Je vous dirai ce que Lance, son homme, m’a dit : il l’aime outre mesure.


JULIA.

Où est Lance ?


L’HÔTELIER.

Il est allé chercher son chien : et demain, par ordre de son maître, il doit le porter en présent à cette dame.

La musique cesse.

JULIA.

Silence ! rangez-vous ! Voici la compagnie qui se sépare.

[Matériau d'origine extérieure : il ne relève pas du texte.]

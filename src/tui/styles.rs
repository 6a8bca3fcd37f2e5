//! Clinical color palette and styles.
//!
//! Teal primary on slate, with the usual traffic-light semantics for risk.

use ratatui::style::{Color, Modifier, Style};

use crate::domain::RiskLevel;

/// Medical theme color palette.
pub struct MedicalTheme;

impl MedicalTheme {
    // === Primary Colors ===

    /// Deep teal
    pub const PRIMARY: Color = Color::Rgb(13, 148, 136); // #0D9488

    /// Lighter teal for highlights
    pub const PRIMARY_LIGHT: Color = Color::Rgb(45, 212, 191); // #2DD4BF

    // === Secondary Colors ===

    /// Light slate for borders
    pub const SECONDARY_LIGHT: Color = Color::Rgb(148, 163, 184); // #94A3B8

    // === Semantic Colors ===

    /// Emerald - low risk / service online
    pub const SUCCESS: Color = Color::Rgb(16, 185, 129); // #10B981

    /// Amber - moderate risk / advisories
    pub const WARNING: Color = Color::Rgb(251, 191, 36); // #FBBF24

    /// Rose - high risk / errors
    pub const DANGER: Color = Color::Rgb(244, 63, 94); // #F43F5E

    pub const INFO: Color = Color::Rgb(59, 130, 246); // #3B82F6

    // === Text Colors ===

    pub const TEXT_PRIMARY: Color = Color::Rgb(248, 250, 252); // #F8FAFC
    pub const TEXT_SECONDARY: Color = Color::Rgb(148, 163, 184); // #94A3B8
    pub const TEXT_MUTED: Color = Color::Rgb(100, 116, 139); // #64748B

    // === Preset Styles ===

    /// Style for titles
    #[must_use]
    pub fn title() -> Style {
        Style::default()
            .fg(Self::TEXT_PRIMARY)
            .add_modifier(Modifier::BOLD)
    }

    /// Style for subtitles
    #[must_use]
    pub fn subtitle() -> Style {
        Style::default()
            .fg(Self::PRIMARY_LIGHT)
            .add_modifier(Modifier::BOLD)
    }

    #[must_use]
    pub fn text() -> Style {
        Style::default().fg(Self::TEXT_PRIMARY)
    }

    #[must_use]
    pub fn text_secondary() -> Style {
        Style::default().fg(Self::TEXT_SECONDARY)
    }

    #[must_use]
    pub fn text_muted() -> Style {
        Style::default().fg(Self::TEXT_MUTED)
    }

    #[must_use]
    pub fn success() -> Style {
        Style::default().fg(Self::SUCCESS)
    }

    #[must_use]
    pub fn warning() -> Style {
        Style::default().fg(Self::WARNING)
    }

    #[must_use]
    pub fn danger() -> Style {
        Style::default().fg(Self::DANGER)
    }

    #[must_use]
    pub fn info() -> Style {
        Style::default().fg(Self::INFO)
    }

    /// Style for focused elements
    #[must_use]
    pub fn focused() -> Style {
        Style::default()
            .fg(Self::PRIMARY_LIGHT)
            .add_modifier(Modifier::BOLD)
    }

    /// Text cursor in the active input
    #[must_use]
    pub fn cursor() -> Style {
        Style::default().fg(Self::PRIMARY_LIGHT)
    }

    #[must_use]
    pub fn border() -> Style {
        Style::default().fg(Self::SECONDARY_LIGHT)
    }

    #[must_use]
    pub fn border_focused() -> Style {
        Style::default().fg(Self::PRIMARY)
    }

    /// Style for key hints
    #[must_use]
    pub fn key_hint() -> Style {
        Style::default()
            .fg(Self::PRIMARY_LIGHT)
            .add_modifier(Modifier::BOLD)
    }

    /// Style for key descriptions
    #[must_use]
    pub fn key_desc() -> Style {
        Style::default().fg(Self::TEXT_SECONDARY)
    }

    /// Get risk level style
    #[must_use]
    pub fn risk_level(level: RiskLevel) -> Style {
        match level {
            RiskLevel::Low => Self::success(),
            RiskLevel::Moderate => Self::warning(),
            RiskLevel::High => Self::danger(),
        }
    }
}

/// Inline product name for headers
pub const LOGO_SMALL: &str = "CardioPredict";
//! CardioPredict: cardiovascular risk assessment
//!
//! Main entry point for the terminal application.

use anyhow::Result;
use std::io::IsTerminal;
use std::sync::Arc;
use tracing_subscriber::{layer::SubscriberExt, util::SubscriberInitExt, EnvFilter};

use cardiopredict::adapters::sanitize::SanitizingMakeWriter;
use cardiopredict::adapters::HttpPredictor;
use cardiopredict::config::Settings;
use cardiopredict::tui::App;

fn main() -> Result<()> {
    let settings = Settings::from_env()?;

    // Writing logs to the terminal would corrupt the TUI (alternate screen).
    let interactive = std::io::stdout().is_terminal();

    let (writer, _guard) = if settings.log_mode.use_file(interactive) {
        if let Some(parent) = settings.log_file.parent() {
            // Best-effort: don't fail startup just because the directory is missing.
            let _ = std::fs::create_dir_all(parent);
        }

        let file = std::fs::OpenOptions::new()
            .create(true)
            .append(true)
            .open(&settings.log_file)?;
        tracing_appender::non_blocking(file)
    } else {
        tracing_appender::non_blocking(std::io::stdout())
    };

    tracing_subscriber::registry()
        .with(EnvFilter::try_from_default_env().unwrap_or_else(|_| EnvFilter::new("info")))
        .with(tracing_subscriber::fmt::layer().with_writer(SanitizingMakeWriter::new(writer)))
        .init();

    tracing::info!(
        api_url = %settings.api_url,
        timeout_secs = settings.request_timeout.as_secs(),
        "Starting CardioPredict..."
    );

    let predictor = HttpPredictor::new(&settings.api_url, settings.request_timeout)?;

    let mut app = App::new(Arc::new(predictor));
    app.run()?;

    tracing::info!("CardioPredict shutdown complete.");
    Ok(())
}
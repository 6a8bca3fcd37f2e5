//! Runtime settings, read from the environment.
//!
//! | Variable               | Default                 |
//! |------------------------|-------------------------|
//! | `CARDIO_API_URL`       | `http://localhost:8000` |
//! | `CARDIO_TIMEOUT_SECS`  | `10`                    |
//! | `CARDIO_LOG_MODE`      | `auto`                  |
//! | `CARDIO_LOG_FILE`      | `cardiopredict.log`     |

use std::path::PathBuf;
use std::time::Duration;

use crate::CardioError;

pub const DEFAULT_API_URL: &str = "http://localhost:8000";
pub const DEFAULT_TIMEOUT_SECS: u64 = 10;
pub const DEFAULT_LOG_FILE: &str = "cardiopredict.log";

/// Where log output goes.
#[derive(Debug, Clone, Copy, PartialEq, Eq, Default)]
pub enum LogMode {
    /// File when attached to a terminal, stdout otherwise
    #[default]
    Auto,
    File,
    Stdout,
}

impl LogMode {
    fn parse(value: &str) -> crate::Result<Self> {
        match value.trim().to_ascii_lowercase().as_str() {
            "" | "auto" => Ok(Self::Auto),
            "file" => Ok(Self::File),
            "stdout" => Ok(Self::Stdout),
            other => Err(CardioError::Config(format!(
                "CARDIO_LOG_MODE must be auto, file or stdout (got {other:?})"
            ))),
        }
    }

    /// Resolve `Auto` against whether stdout is interactive.
    ///
    /// Logging to the terminal would corrupt the TUI's alternate screen.
    #[must_use]
    pub fn use_file(self, interactive: bool) -> bool {
        match self {
            Self::File => true,
            Self::Stdout => false,
            Self::Auto => interactive,
        }
    }
}

#[derive(Debug, Clone, PartialEq, Eq)]
pub struct Settings {
    pub api_url: String,
    pub request_timeout: Duration,
    pub log_mode: LogMode,
    pub log_file: PathBuf,
}

impl Default for Settings {
    fn default() -> Self {
        Self {
            api_url: DEFAULT_API_URL.to_string(),
            request_timeout: Duration::from_secs(DEFAULT_TIMEOUT_SECS),
            log_mode: LogMode::Auto,
            log_file: PathBuf::from(DEFAULT_LOG_FILE),
        }
    }
}

impl Settings {
    /// Load from process environment.
    pub fn from_env() -> crate::Result<Self> {
        Self::from_lookup(|key| std::env::var(key).ok())
    }

    /// Load from an arbitrary key lookup. Unset or blank keys use defaults.
    pub fn from_lookup<F>(lookup: F) -> crate::Result<Self>
    where
        F: Fn(&str) -> Option<String>,
    {
        let get = |key: &str| lookup(key).filter(|v| !v.trim().is_empty());
        let mut settings = Self::default();

        if let Some(url) = get("CARDIO_API_URL") {
            settings.api_url = url.trim().to_string();
        }

        if let Some(raw) = get("CARDIO_TIMEOUT_SECS") {
            let secs: u64 = raw.trim().parse().map_err(|_| {
                CardioError::Config(format!("CARDIO_TIMEOUT_SECS is not a number: {raw:?}"))
            })?;
            if secs == 0 {
                return Err(CardioError::Config(
                    "CARDIO_TIMEOUT_SECS must be at least 1".to_string(),
                ));
            }
            settings.request_timeout = Duration::from_secs(secs);
        }

        if let Some(mode) = get("CARDIO_LOG_MODE") {
            settings.log_mode = LogMode::parse(&mode)?;
        }

        if let Some(path) = get("CARDIO_LOG_FILE") {
            settings.log_file = PathBuf::from(path);
        }

        Ok(settings)
    }
}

L’hôtelier s’étend au fond de la scène, comme un homme qui se dispose à dormir.

PROTÉE.

— Messire Thurio, ne craignez rien ! je plaiderai si bien — que vous déclarerez parfaite ma manœuvre.


THURIO.

— Où nous retrouverons-nous ?


PROTÉE.

Au puits de Saint-Grégoire.


THURIO.

Au revoir.

Thurio et les musiciens sortent.


Silvia paraît au balcon de sa fenêtre.

PROTÉE.

— Madame, bonsoir à Votre Grâce !


SILVIA.

— Je vous remercie de votre musique, messieurs. — Qui donc vient de parler ?


PROTÉE.

— Un homme que vous sauriez vite reconnaître à sa voix, — si vous reconnaissiez, madame, la pure sincérité de son cœur.